What is Inquiry-based learning and teaching?


According to Merriam-Webster.com, inquiry is:
noun \in-ˈkwī(-ə)r-ē, ˈin-ˌ; ˈin-kwə-rē, ˈiŋ-; ˈin-ˌkwir-ē\ : a request for information
: an official effort to collect and examine information about something
: the act of asking questions in order to gather or collect information

In reality inquiry is the natural method by which we all explore and learn about the world around us from the time we are born. It is a natural result of observing and becoming curious about some thing, formulating questions about our curiosity, trying solutions, revising our thinking and trying more solutions until we have constructed an understanding of the subject we are curious about.

Inquiry is a process, a very creative process. The understandings that we construct as the result of inquiring often change and deepen as we gain understanding of other subjects, as our brains develop neurologically, as our skill sets strengthen and as we share our understandings and ideas with others. The process of inquiry does create a product, but the product is not the end of the learning process. Rather it is a tangible example of that particular process's result.

What does this mean in the classroom? Below is an excerpt from Thirteen Ed Online that helps begin to answer that question:

"The inquiry approach is more focused on using and learning content as a means to develop information-processing and problem-solving skills.

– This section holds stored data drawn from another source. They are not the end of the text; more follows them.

use super::*;

#[test]
fn endpoint_paths() {
    assert_eq!(cards(), "/");
    assert_eq!(card("abc"), "/abc");
    assert_eq!(items("abc", ItemKind::Message), "/abc/messages");
    assert_eq!(items("abc", ItemKind::Drawing), "/abc/drawings");
    assert_eq!(item("abc", ItemKind::Message, 12), "/abc/messages/12");
    assert_eq!(item("abc", ItemKind::Drawing, 3), "/abc/drawings/3");
    assert_eq!(wrapped("abc"), "/abc/wrapped");
}

#[test]
fn card_ids_are_one_path_segment() {
    assert_eq!(segment("abc-123"), "abc-123");
    assert_eq!(card("a/b"), "/a%2Fb");
    assert_eq!(wrapped("a?b"), "/a%3Fb/wrapped");
    assert_eq!(item("ana maría", ItemKind::Message, 1), "/ana%20mar%C3%ADa/messages/1");
    assert_eq!(card_page("x+y"), "/card/x%2By");
}

#[test]
fn join_handles_trailing_slash_and_root() {
    assert_eq!(join(DEFAULT_API_BASE, &card("x")), "http://localhost:8080/api/cards/x");
    assert_eq!(join("http://h/api/cards/", &wrapped("x")), "http://h/api/cards/x/wrapped");
    assert_eq!(join("http://h/api/cards/", &cards()), "http://h/api/cards");
}

#[test]
fn page_paths() {
    assert_eq!(card_page("abc"), "/card/abc");
    assert_eq!(write_page("abc"), "/card/abc/write");
    assert_eq!(view_page("abc"), "/card/abc/view");
    assert_eq!(gift_page("abc"), "/gift/abc");
    assert_eq!(recipient_page("abc"), "/card/abc/recipient");
    assert_eq!(gift_edit_page("abc"), "/gift/abc/edit");
}

#[test]
fn slug_lowercases_dashes_and_strips() {
    assert_eq!(card_slug("Grandma's  90th Birthday!"), "grandmas-90th-birthday");
    assert_eq!(card_slug("  Team\tParty "), "team-party");
    assert_eq!(card_slug("already-ok-1"), "already-ok-1");
    assert_eq!(card_slug("¡¿!"), "");
}

#[test]
fn random_ids_are_nine_base36_chars() {
    for _ in 0..50 {
        let id = random_card_id();
        assert_eq!(id.len(), 9);
        assert!(id.chars().all(|c| c.is_ascii_lowercase() || c.is_ascii_digit()));
    }
    assert_ne!(random_card_id(), random_card_id());
}

#[test]
fn random_ids_cover_the_alphabet() {
    let seen: std::collections::HashSet<char> =
        (0..500).flat_map(|_| random_card_id().chars().collect::<Vec<_>>()).collect();
    assert_eq!(seen.len(), 36);
}

#[test]
fn card_id_for_prefers_slug() {
    assert_eq!(card_id_for("Mom Rocks"), "mom-rocks");
    assert_eq!(card_id_for("   ").len(), 9);
    assert_eq!(card_id_for("!!!").len(), 9);
}
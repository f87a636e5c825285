//! Reactive mirror of the drawing editor's engine state.
//!
//! DESIGN
//! ======
//! The engine lives outside the reactive graph (`Rc<RefCell<..>>`). After
//! every batch of engine actions the host folds them into an [`EditorUi`]
//! held in a signal, which the toolbar and the element layer render from.

#[cfg(test)]
#[path = "editor_test.rs"]
mod editor_test;

use canvas::doc::{Element, ElementId};
use canvas::engine::{Action, EngineCore};
use canvas::input::Tool;

#[derive(Clone, Debug, PartialEq)]
pub struct EditorUi {
    pub tool: Tool,
    pub ink_color: String,
    pub brush_size: f64,
    pub can_undo: bool,
    pub can_redo: bool,
    pub selected: Option<ElementId>,
    /// Text element open for in-place editing.
    pub editing: Option<ElementId>,
    pub cursor: String,
    /// Elements in stacking order, as the host lays them out.
    pub elements: Vec<Element>,
    /// A save is in flight; the toolbar is disabled.
    pub saving: bool,
}

impl EditorUi {
    /// Snapshot everything from the engine.
    #[must_use]
    pub fn from_core(core: &EngineCore) -> Self {
        Self {
            tool: core.tool(),
            ink_color: core.ui.ink_color.clone(),
            brush_size: core.ui.brush_size,
            can_undo: core.can_undo(),
            can_redo: core.can_redo(),
            selected: core.selection(),
            editing: core.editing(),
            cursor: core.cursor().to_owned(),
            elements: core.elements().to_vec(),
            saving: false,
        }
    }

    /// Fold a batch of engine actions in. Returns true when the ink layer
    /// needs repainting.
    pub fn apply(&mut self, actions: &[Action], core: &EngineCore) -> bool {
        let mut repaint = false;
        let mut elements_dirty = false;
        for action in actions {
            match action {
                Action::ElementAdded(_) | Action::ElementUpdated { .. } | Action::ElementRemoved { .. } => {
                    elements_dirty = true;
                }
                Action::PathCommitted(_) | Action::RenderNeeded => repaint = true,
                Action::SelectionChanged(id) => self.selected = *id,
                Action::EditTextRequested { id, .. } => self.editing = Some(*id),
                Action::HistoryChanged { can_undo, can_redo } => {
                    self.can_undo = *can_undo;
                    self.can_redo = *can_redo;
                    elements_dirty = true;
                }
                Action::SetCursor(cursor) => cursor.clone_into(&mut self.cursor),
            }
        }
        if elements_dirty {
            self.elements = core.elements().to_vec();
        }
        self.tool = core.tool();
        self.editing = core.editing();
        core.ui.ink_color.clone_into(&mut self.ink_color);
        self.brush_size = core.ui.brush_size;
        repaint
    }

    #[must_use]
    pub fn selected_element(&self) -> Option<&Element> {
        let id = self.selected?;
        self.elements.iter().find(|el| el.id == id)
    }

    /// Font size of the selected text, for the toolbar.
    #[must_use]
    pub fn selected_font_size(&self) -> Option<f64> {
        self.selected_element().filter(|el| el.is_text()).map(Element::font_size_px)
    }
}

impl Default for EditorUi {
    fn default() -> Self {
        Self::from_core(&EngineCore::new())
    }
}
use super::*;

#[test]
fn endpoint_joins_onto_api_base() {
    assert_eq!(endpoint("/abc"), format!("{}/abc", api_base().trim_end_matches('/')));
}

#[test]
fn items_url_appends_encoded_recipient() {
    let url = items_url("abc", ItemKind::Message, Some("Ana María"));
    assert!(url.ends_with("/abc/messages?recipientName=Ana+Mar%C3%ADa"), "{url}");
}

#[test]
fn items_url_skips_blank_recipient() {
    let url = items_url("abc", ItemKind::Drawing, Some("   "));
    assert!(url.ends_with("/abc/drawings"), "{url}");
    assert_eq!(url, items_url("abc", ItemKind::Drawing, None));
}

#[test]
fn item_url_targets_one_item() {
    assert!(item_url("abc", ItemKind::Drawing, 7).ends_with("/abc/drawings/7"));
    assert!(item_url("abc", ItemKind::Message, 3).ends_with("/abc/messages/3"));
}
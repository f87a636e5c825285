//! Home page: start a card for someone, or join one by its link code.

#[cfg(test)]
#[path = "home_test.rs"]
mod home_test;

use cards::routes;
use cards::{ApiError, Card};
use leptos::prelude::*;
use leptos_router::NavigateOptions;
use leptos_router::hooks::use_navigate;

use crate::state::identity::Identity;

const EMPTY_RECIPIENT: &str = "Who is this card for?";
const LINK_TAKEN: &str = "This link is already taken. Please choose a different one.";

/// Trimmed recipient name, or the prompt to show when it is blank.
pub fn validate_recipient(raw: &str) -> Result<String, &'static str> {
    let name = raw.trim();
    if name.is_empty() { Err(EMPTY_RECIPIENT) } else { Ok(name.to_owned()) }
}

/// What to do after asking the backend to create the card.
#[derive(Clone, Copy, Debug, PartialEq, Eq)]
pub enum CreateOutcome {
    /// Go to the new card.
    Open,
    /// The custom link belongs to another card; stay and ask for another.
    Taken,
}

/// Only a conflict keeps the user on the form. Any other failure still opens
/// the card, which the dashboard creates on demand from its URL.
pub fn create_outcome(result: &Result<Card, ApiError>) -> CreateOutcome {
    match result {
        Err(err) if err.is_conflict() => CreateOutcome::Taken,
        _ => CreateOutcome::Open,
    }
}

#[component]
pub fn HomePage() -> impl IntoView {
    let identity = expect_context::<RwSignal<Identity>>();
    let navigate = use_navigate();
    let recipient = RwSignal::new(String::new());
    let custom_link = RwSignal::new(String::new());
    let join_code = RwSignal::new(String::new());
    let error = RwSignal::new(None::<String>);
    let busy = RwSignal::new(false);

    let on_create = {
        let navigate = navigate.clone();
        move |ev: leptos::ev::SubmitEvent| {
            ev.prevent_default();
            if busy.get_untracked() {
                return;
            }
            let name = match validate_recipient(&recipient.get_untracked()) {
                Ok(name) => name,
                Err(prompt) => {
                    error.set(Some(prompt.to_owned()));
                    return;
                }
            };
            let card_id = routes::card_id_for(&custom_link.get_untracked());
            let creator = identity.with_untracked(|i| i.display_name().to_owned());
            busy.set(true);
            error.set(None);

            #[cfg(feature = "csr")]
            {
                let navigate = navigate.clone();
                leptos::task::spawn_local(async move {
                    let result = crate::net::api::create_card(&card_id, &creator, &name).await;
                    if let Err(err) = &result {
                        log::warn!("create card {card_id} failed: {err}");
                    }
                    match create_outcome(&result) {
                        CreateOutcome::Taken => {
                            error.set(Some(LINK_TAKEN.to_owned()));
                            busy.set(false);
                        }
                        CreateOutcome::Open => {
                            navigate(&crate::util::links::dashboard_link(&card_id, &name), NavigateOptions::default());
                        }
                    }
                });
            }
            #[cfg(not(feature = "csr"))]
            {
                let _ = (&navigate, card_id, creator, name);
            }
        }
    };

    let on_join = move |ev: leptos::ev::SubmitEvent| {
        ev.prevent_default();
        let code = routes::card_slug(&join_code.get_untracked());
        if code.is_empty() {
            return;
        }
        navigate(&routes::card_page(&code), NavigateOptions::default());
    };

    view! {
        <div class="home-page">
            <div class="home-card">
                <h1>"Scribl"</h1>
                <p class="home-card__subtitle">"A card everyone can sign."</p>
                <form class="home-form" on:submit=on_create>
                    <input
                        class="home-input"
                        type="text"
                        placeholder="Recipient's name"
                        prop:value=move || recipient.get()
                        on:input=move |ev| {
                            error.set(None);
                            recipient.set(event_target_value(&ev));
                        }
                    />
                    <input
                        class="home-input"
                        type="text"
                        placeholder="Custom link (optional)"
                        prop:value=move || custom_link.get()
                        on:input=move |ev| {
                            error.set(None);
                            custom_link.set(event_target_value(&ev));
                        }
                    />
                    <Show when=move || !custom_link.get().trim().is_empty()>
                        <p class="home-form__hint">
                            "Link: /card/" {move || routes::card_slug(&custom_link.get())}
                        </p>
                    </Show>
                    <button class="button" type="submit" disabled=move || busy.get()>
                        {move || if busy.get() { "Creating..." } else { "Create card" }}
                    </button>
                </form>
                <Show when=move || error.get().is_some()>
                    <p class="home-form__error">{move || error.get().unwrap_or_default()}</p>
                </Show>
                <div class="home-divider"></div>
                <form class="home-form home-form--join" on:submit=on_join>
                    <input
                        class="home-input"
                        type="text"
                        placeholder="Card code"
                        prop:value=move || join_code.get()
                        on:input=move |ev| join_code.set(event_target_value(&ev))
                    />
                    <button class="button button--ghost" type="submit">"Join"</button>
                </form>
            </div>
        </div>
    }
}
//! Export crop box: the padded extent of everything on the surface.

#[cfg(test)]
#[path = "bounds_test.rs"]
mod bounds_test;

use crate::camera::{Point, Viewport};
use crate::consts::EXPORT_PADDING_PX;
use crate::doc::Scene;

/// Crop rectangle in container pixels, plus its center in percent.
#[derive(Debug, Clone, Copy, PartialEq)]
pub struct ExportBounds {
    pub x: f64,
    pub y: f64,
    pub width: f64,
    pub height: f64,
    /// Center x in percent of the container.
    pub center_x: f64,
    /// Center y in percent of the container.
    pub center_y: f64,
}

impl ExportBounds {
    /// Center in percent, where the saved drawing is placed on the card.
    #[must_use]
    pub fn center(&self) -> Point {
        Point::new(self.center_x, self.center_y)
    }
}

/// Padded bounding box of all elements and ink, clamped to the container.
///
/// Elements contribute their estimated extents around the center; every ink
/// point contributes itself. Returns `None` when there is nothing to export.
#[must_use]
pub fn export_bounds(scene: &Scene, viewport: &Viewport) -> Option<ExportBounds> {
    let mut extent: Option<(Point, Point)> = None;
    let mut include = |lo: Point, hi: Point| {
        extent = Some(match extent {
            None => (lo, hi),
            Some((min, max)) => (
                Point::new(min.x.min(lo.x), min.y.min(lo.y)),
                Point::new(max.x.max(hi.x), max.y.max(hi.y)),
            ),
        });
    };

    for el in &scene.elements {
        let center = viewport.percent_to_local(el.center());
        let (half_w, half_h) = el.estimated_half_extents();
        include(
            Point::new(center.x - half_w, center.y - half_h),
            Point::new(center.x + half_w, center.y + half_h),
        );
    }
    for point in scene.paths.iter().flat_map(|path| path.points.iter()) {
        let local = viewport.ink_to_local((*point).into());
        include(local, local);
    }

    let (min, max) = extent?;
    let x = (min.x - EXPORT_PADDING_PX).max(0.0);
    let y = (min.y - EXPORT_PADDING_PX).max(0.0);
    let width = (viewport.width - x).min(max.x - min.x + EXPORT_PADDING_PX * 2.0);
    let height = (viewport.height - y).min(max.y - min.y + EXPORT_PADDING_PX * 2.0);
    let center = viewport.local_to_percent(Point::new(x + width / 2.0, y + height / 2.0));

    Some(ExportBounds { x, y, width, height, center_x: center.x, center_y: center.y })
}
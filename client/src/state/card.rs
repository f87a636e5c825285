//! The card a page is looking at, with stale-while-revalidate loading.
//!
//! DESIGN
//! ======
//! A page opens with whatever the local cache holds and fetches in the
//! background. The fetched card replaces the shown one only when the server
//! returned one; a missing card leaves the cached copy alone so a flaky
//! backend never blanks the page. Optimistic edits go through [`mutate`] so
//! the cache sees them too.

#[cfg(test)]
#[path = "card_test.rs"]
mod card_test;

use cards::{ApiError, Card};
use leptos::prelude::*;

use crate::util::card_cache::CardCache;

/// Recipient shown when neither the card nor the URL names one.
pub const RECIPIENT_FALLBACK: &str = "Friend";

#[derive(Clone, Debug, Default, PartialEq)]
pub struct CardState {
    pub id: String,
    pub card: Option<Card>,
    /// True while no card is shown and a fetch is in flight.
    pub loading: bool,
    pub error: Option<String>,
}

impl CardState {
    /// Start from the cached card, if any.
    #[must_use]
    pub fn open(id: impl Into<String>, cached: Option<Card>) -> Self {
        Self { id: id.into(), loading: cached.is_none(), card: cached, error: None }
    }

    /// Fold in the result of a background fetch.
    pub fn revalidated(&mut self, result: Result<Option<Card>, ApiError>) {
        self.loading = false;
        match result {
            Ok(Some(card)) => {
                self.card = Some(card);
                self.error = None;
            }
            Ok(None) => self.error = None,
            Err(err) => self.error = Some(err.to_string()),
        }
    }

    /// Apply an edit to the shown card. Returns false when nothing changed.
    pub fn mutate(&mut self, edit: impl FnOnce(&mut Card) -> bool) -> bool {
        self.card.as_mut().is_some_and(edit)
    }

    /// Recipient to greet: the card's, then the URL's, then a generic one.
    #[must_use]
    pub fn recipient(&self, url_recipient: Option<&str>) -> String {
        let from_url = url_recipient.map(str::trim).filter(|r| !r.is_empty());
        match (&self.card, from_url) {
            (Some(card), Some(url)) => card.recipient_or(url).to_owned(),
            (Some(card), None) => card.recipient_or(RECIPIENT_FALLBACK).to_owned(),
            (None, Some(url)) => url.to_owned(),
            (None, None) => RECIPIENT_FALLBACK.to_owned(),
        }
    }
}

/// Follow-up request that makes the backend agree with the link the user
/// arrived on.
#[derive(Clone, Debug, PartialEq, Eq)]
pub enum CardSync {
    /// The card exists but has no recipient; store the one from the URL.
    Backfill { creator: String, recipient: String },
    /// No card exists yet; create it for the URL's recipient.
    Create { creator: String, recipient: String },
}

/// Decide whether the dashboard must post the card. Nothing is planned while
/// the first load is still in flight or when the URL names no recipient.
#[must_use]
pub fn plan_sync(state: &CardState, url_recipient: Option<&str>, creator: &str) -> Option<CardSync> {
    if state.loading {
        return None;
    }
    let recipient = url_recipient.map(str::trim).filter(|r| !r.is_empty())?.to_owned();
    match &state.card {
        Some(card) if card.needs_recipient() => Some(CardSync::Backfill {
            creator: card.creator_name.clone().filter(|c| !c.trim().is_empty()).unwrap_or_else(|| creator.to_owned()),
            recipient,
        }),
        Some(_) => None,
        None => Some(CardSync::Create { creator: creator.to_owned(), recipient }),
    }
}

// =============================================================
// Signal helpers
// =============================================================

/// Open `card_id` from the cache and revalidate it in the background.
pub fn open_card(card_id: &str) -> RwSignal<CardState> {
    let cached = CardCache::default().read(card_id);
    let state = RwSignal::new(CardState::open(card_id, cached));
    revalidate(state);
    state
}

/// Fetch the card again without blanking what is shown.
pub fn revalidate(state: RwSignal<CardState>) {
    #[cfg(feature = "csr")]
    {
        let id = state.with_untracked(|s| s.id.clone());
        leptos::task::spawn_local(async move {
            let result = crate::net::api::get_card(&id).await;
            if let Ok(Some(card)) = &result {
                CardCache::default().write(card);
            }
            if let Err(err) = &result {
                log::warn!("card {id} fetch failed: {err}");
            }
            state.update(|s| s.revalidated(result));
        });
    }
    #[cfg(not(feature = "csr"))]
    {
        state.update(|s| s.loading = false);
    }
}

/// Drop the cached copy and fetch from the server.
pub fn refresh(state: RwSignal<CardState>) {
    let id = state.with_untracked(|s| s.id.clone());
    CardCache::default().clear(&id);
    state.update(|s| s.loading = s.card.is_none());
    revalidate(state);
}

/// Optimistically edit the shown card and write it through to the cache.
pub fn mutate(state: RwSignal<CardState>, edit: impl FnOnce(&mut Card) -> bool) -> bool {
    let mut changed = false;
    state.update(|s| {
        changed = s.mutate(edit);
        if changed {
            if let Some(card) = &s.card {
                CardCache::default().write(card);
            }
        }
    });
    changed
}

/// Replace the shown card, e.g. with the server's answer to a create.
pub fn replace(state: RwSignal<CardState>, card: Card) {
    CardCache::default().write(&card);
    state.update(|s| {
        s.card = Some(card);
        s.loading = false;
        s.error = None;
    });
}
use super::*;
use crate::model::{Drawing, Message};

fn message(id: i64, user: Option<&str>) -> Message {
    Message {
        id,
        content: String::new(),
        author_name: None,
        user_id: user.map(str::to_owned),
        x: 50.0,
        y: 50.0,
        rotation: 0.0,
        width: None,
        height: None,
        font_family: None,
    }
}

fn drawing(id: i64, user: Option<&str>) -> Drawing {
    Drawing {
        id,
        image_data: String::new(),
        content_json: None,
        author_name: None,
        user_id: user.map(str::to_owned),
        x: 50.0,
        y: 50.0,
        rotation: 0.0,
        width: None,
        height: None,
    }
}

#[test]
fn empty_card_has_no_contributors() {
    let stats = CardStats::of(&Card::new("abc", None, None));
    assert_eq!(stats, CardStats::default());
    assert_eq!(stats.item_count(), 0);
}

#[test]
fn contributors_are_distinct_across_collections() {
    let mut card = Card::new("abc", None, None);
    card.messages = vec![message(1, Some("a")), message(2, Some("b")), message(3, Some("a"))];
    card.drawings = vec![drawing(4, Some("b")), drawing(5, Some("c"))];

    let stats = CardStats::from(&card);
    assert_eq!(stats.message_count, 3);
    assert_eq!(stats.drawing_count, 2);
    assert_eq!(stats.contributor_count, 3);
    assert_eq!(stats.item_count(), 5);
}

#[test]
fn anonymous_items_count_as_one_contributor() {
    let mut card = Card::new("abc", None, None);
    card.messages = vec![message(1, None), message(2, None)];
    card.drawings = vec![drawing(3, None), drawing(4, Some("a"))];
    assert_eq!(CardStats::of(&card).contributor_count, 2);
}
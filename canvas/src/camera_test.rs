#![allow(clippy::float_cmp)]

use super::*;

const EPSILON: f64 = 1e-10;

fn approx_eq(a: f64, b: f64) -> bool {
    (a - b).abs() < EPSILON
}

fn point_approx_eq(a: Point, b: Point) -> bool {
    approx_eq(a.x, b.x) && approx_eq(a.y, b.y)
}

fn viewport() -> Viewport {
    Viewport::new(100.0, 50.0, 800.0, 400.0)
}

// --- Point ---

#[test]
fn point_new() {
    let p = Point::new(3.0, 4.0);
    assert_eq!(p.x, 3.0);
    assert_eq!(p.y, 4.0);
}

#[test]
fn point_sub_and_distance() {
    let a = Point::new(4.0, 6.0);
    let b = Point::new(1.0, 2.0);
    assert_eq!(a.sub(b), Point::new(3.0, 4.0));
    assert!(approx_eq(a.distance(b), 5.0));
}

// --- Viewport ---

#[test]
fn screen_to_local_and_back() {
    let vp = viewport();
    let screen = Point::new(300.0, 250.0);
    let local = vp.to_local(screen);
    assert_eq!(local, Point::new(200.0, 200.0));
    assert_eq!(vp.to_screen(local), screen);
}

#[test]
fn local_to_percent() {
    let vp = viewport();
    assert!(point_approx_eq(vp.local_to_percent(Point::new(400.0, 100.0)), Point::new(50.0, 25.0)));
}

#[test]
fn percent_to_local_and_screen() {
    let vp = viewport();
    assert!(point_approx_eq(vp.percent_to_local(Point::new(50.0, 50.0)), Point::new(400.0, 200.0)));
    assert!(point_approx_eq(vp.percent_to_screen(Point::new(50.0, 50.0)), Point::new(500.0, 250.0)));
}

#[test]
fn screen_to_ink_scales_to_thousand() {
    let vp = viewport();
    let ink = vp.screen_to_ink(Point::new(500.0, 250.0));
    assert!(point_approx_eq(ink, Point::new(500.0, 500.0)));
    let corner = vp.screen_to_ink(Point::new(900.0, 450.0));
    assert!(point_approx_eq(corner, Point::new(1000.0, 1000.0)));
}

#[test]
fn ink_to_local_is_non_uniform() {
    let vp = viewport();
    let local = vp.ink_to_local(Point::new(500.0, 500.0));
    assert!(point_approx_eq(local, Point::new(400.0, 200.0)));
}

#[test]
fn zero_sized_viewport_maps_to_origin() {
    let vp = Viewport::new(10.0, 10.0, 0.0, 0.0);
    assert!(vp.is_empty());
    assert_eq!(vp.local_to_percent(Point::new(5.0, 5.0)), Point::new(0.0, 0.0));
    assert_eq!(vp.screen_to_ink(Point::new(50.0, 50.0)), Point::new(0.0, 0.0));
    assert!(!viewport().is_empty());
}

The system is more student centered, with the teacher as a facilitator of learning. There is more emphasis on "how we come to know" and less on "what we know." Students are more involved in the construction of knowledge through active involvement. The more interested and engaged students are by a subject or project, the easier it will be for them to construct in-depth knowledge of it. Learning becomes almost effortless when something fascinates students and reflects their interests and goals.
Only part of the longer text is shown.